Neil Jordan’s Byzantium may well be stylish and moody — so moody, in fact, I wanted to send it to its bedroom with the instruction it could only come down again when less sulky — and Gemma Arterton and Saoirse Ronan may well be fine actresses, but yet another vampire film? Really? True, it plays with the tropes a little. There’s a mother and daughter twist. There are no pointy teeth, just pointy thumbnails. But that thing vampires do, after they’ve sucked human blood and then look up, with blood-smeared lips and chin? That’s here, plentifully, and it always makes me wonder why vampires have such bad table manners. Weren’t they taught any, while growing up? Seriously, I’ve seen toddlers who have only just learnt to feed themselves master a pot of Petits Filous with less mess. In fact, if vampires spent as much time concentrating on eating nicely as they did on being undead, I might even take to them more. (Not much more, I expect, but a little.)

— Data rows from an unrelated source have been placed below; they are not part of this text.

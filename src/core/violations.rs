//! Rule Violation Recorder - append-only violation records with clamped penalties.
//!
//! Violations are never deduplicated: reporting the same rule twice records two
//! violations and applies two penalties. The record keeps the nominal penalty;
//! `points_deducted` holds what the zero floor actually let through.

use crate::{
    core::{balance, query},
    entities::{RuleViolation, rule_violation},
    errors::Result,
};
use sea_orm::{QueryOrder, Set, prelude::*};
use tracing::info;

/// Result of recording a violation.
#[derive(Debug, Clone, PartialEq, Eq)]
pub struct ViolationResult {
    /// The appended record
    pub record: rule_violation::Model,
    /// Child balance after the penalty
    pub balance: i64,
}

/// Records a violation of `rule_id` by `child_id` and deducts the penalty.
///
/// The deduction is clamped at zero. The appended record carries the rule's
/// label and nominal penalty as they were at this moment, plus the points that
/// were actually deducted. Repeated reports are never merged.
///
/// Must run inside a store transaction for the record and the deduction to
/// land together.
///
/// # Arguments
/// * `db` - Connection or transaction to run on
/// * `parent_id` - Parent owning the child and the rule
/// * `child_id` - Child who broke the rule
/// * `rule_id` - Rule that was broken
///
/// # Errors
/// * `ChildNotFound` / `RuleNotFound` - out of scope, or the rule is deleted
/// * `Contention` - the balance moved after it was read
pub async fn record_violation<C>(
    db: &C,
    parent_id: &str,
    child_id: i64,
    rule_id: i64,
) -> Result<ViolationResult>
where
    C: ConnectionTrait,
{
    let child = query::find_child(db, parent_id, child_id).await?;
    let rule = query::find_rule(db, parent_id, rule_id).await?;

    let change = balance::apply_delta_from(db, &child, -rule.points_penalty).await?;

    let record = rule_violation::ActiveModel {
        child_id: Set(child_id),
        rule_id: Set(rule_id),
        rule_label: Set(rule.label),
        penalty: Set(rule.points_penalty),
        points_deducted: Set(-change.applied()),
        violated_at: Set(chrono::Utc::now()),
        ..Default::default()
    }
    .insert(db)
    .await?;

    info!(
        child_id,
        rule_id,
        penalty = record.penalty,
        points_deducted = record.points_deducted,
        balance = change.new_balance,
        "Recorded rule violation"
    );

    Ok(ViolationResult {
        record,
        balance: change.new_balance,
    })
}

/// Lists a child's violations, newest first.
pub async fn violations_for_child<C>(
    db: &C,
    parent_id: &str,
    child_id: i64,
) -> Result<Vec<rule_violation::Model>>
where
    C: ConnectionTrait,
{
    query::find_child(db, parent_id, child_id).await?;

    RuleViolation::find()
        .filter(rule_violation::Column::ChildId.eq(child_id))
        .order_by_desc(rule_violation::Column::ViolatedAt)
        .order_by_desc(rule_violation::Column::Id)
        .all(db)
        .await
        .map_err(Into::into)
}

#[cfg(test)]
mod tests {
    use super::*;
    use crate::core::{balance::get_balance, catalog};
    use crate::errors::Error;
    use crate::test_utils::*;

    #[tokio::test]
    async fn test_full_penalty() -> Result<()> {
        let (db, child) = setup_with_child(30).await?;
        let rule = create_test_rule(&db, TEST_PARENT, "No yelling", 10).await?;

        let result = record_violation(&db, TEST_PARENT, child.id, rule.id).await?;

        assert_eq!(result.balance, 20);
        assert_eq!(result.record.penalty, 10);
        assert_eq!(result.record.points_deducted, 10);
        assert_eq!(result.record.rule_label, "No yelling");
        assert_eq!(get_balance(&db, child.id).await?, 20);
        Ok(())
    }

    #[tokio::test]
    async fn test_penalty_clamps_but_record_keeps_nominal() -> Result<()> {
        let (db, child) = setup_with_child(5).await?;
        let rule = create_test_rule(&db, TEST_PARENT, "No yelling", 10).await?;

        let result = record_violation(&db, TEST_PARENT, child.id, rule.id).await?;

        assert_eq!(result.balance, 0);
        assert_eq!(result.record.penalty, 10);
        assert_eq!(result.record.points_deducted, 5);

        // At zero, another violation still records but deducts nothing
        let again = record_violation(&db, TEST_PARENT, child.id, rule.id).await?;
        assert_eq!(again.balance, 0);
        assert_eq!(again.record.penalty, 10);
        assert_eq!(again.record.points_deducted, 0);
        Ok(())
    }

    #[tokio::test]
    async fn test_repeated_violations_are_not_deduplicated() -> Result<()> {
        let (db, child) = setup_with_child(100).await?;
        let rule = create_test_rule(&db, TEST_PARENT, "Bedtime", 15).await?;

        record_violation(&db, TEST_PARENT, child.id, rule.id).await?;
        record_violation(&db, TEST_PARENT, child.id, rule.id).await?;

        let history = violations_for_child(&db, TEST_PARENT, child.id).await?;
        assert_eq!(history.len(), 2);
        assert!(history[0].id > history[1].id);
        assert_eq!(get_balance(&db, child.id).await?, 70);
        Ok(())
    }

    #[tokio::test]
    async fn test_record_keeps_penalty_snapshot() -> Result<()> {
        let (db, child) = setup_with_child(100).await?;
        let rule = create_test_rule(&db, TEST_PARENT, "Bedtime", 15).await?;

        record_violation(&db, TEST_PARENT, child.id, rule.id).await?;
        catalog::update_rule(&db, TEST_PARENT, rule.id, "Lights out".to_string(), 40).await?;

        let history = violations_for_child(&db, TEST_PARENT, child.id).await?;
        assert_eq!(history[0].penalty, 15);
        assert_eq!(history[0].rule_label, "Bedtime");
        Ok(())
    }

    #[tokio::test]
    async fn test_rule_out_of_scope() -> Result<()> {
        let (db, child) = setup_with_child(10).await?;
        let foreign = create_test_rule(&db, "other-parent", "Theirs", 5).await?;

        let result = record_violation(&db, TEST_PARENT, child.id, foreign.id).await;
        assert!(matches!(result, Err(Error::RuleNotFound { .. })));

        let result = record_violation(&db, TEST_PARENT, child.id, 999).await;
        assert!(matches!(result, Err(Error::RuleNotFound { id: 999 })));

        assert_eq!(get_balance(&db, child.id).await?, 10);
        assert!(violations_for_child(&db, TEST_PARENT, child.id).await?.is_empty());
        Ok(())
    }
}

Jordan, of course, staked his claim on this genre back in 1994, with his adaptation of Anne Rice’s Interview with the Vampire, but whereas that was rather camp this takes itself wholly seriously. It opens as mother and daughter, Clara (Arterton) and 16-year-old Eleanor (Ronan), arrive in a down-at-heel seaside town where Clara immediately seduces a bereaved lonely fella and sets about transforming Byzantium, his supposedly derelict hotel — it looked rather nice, actually — into a brothel, to earn money. The hotel has one of those old-style lifts with metal gates, and as soon as you see one of those old-style lifts with metal gates your first thought is someone is going to get stuck in there at some point. I don’t want to tell you if you’re right because that would be a spoiler, so will only say this: you’re so not wrong.
Now, as they nosh their way, messily, through various humans, it becomes increasingly clear they have different preoccupations.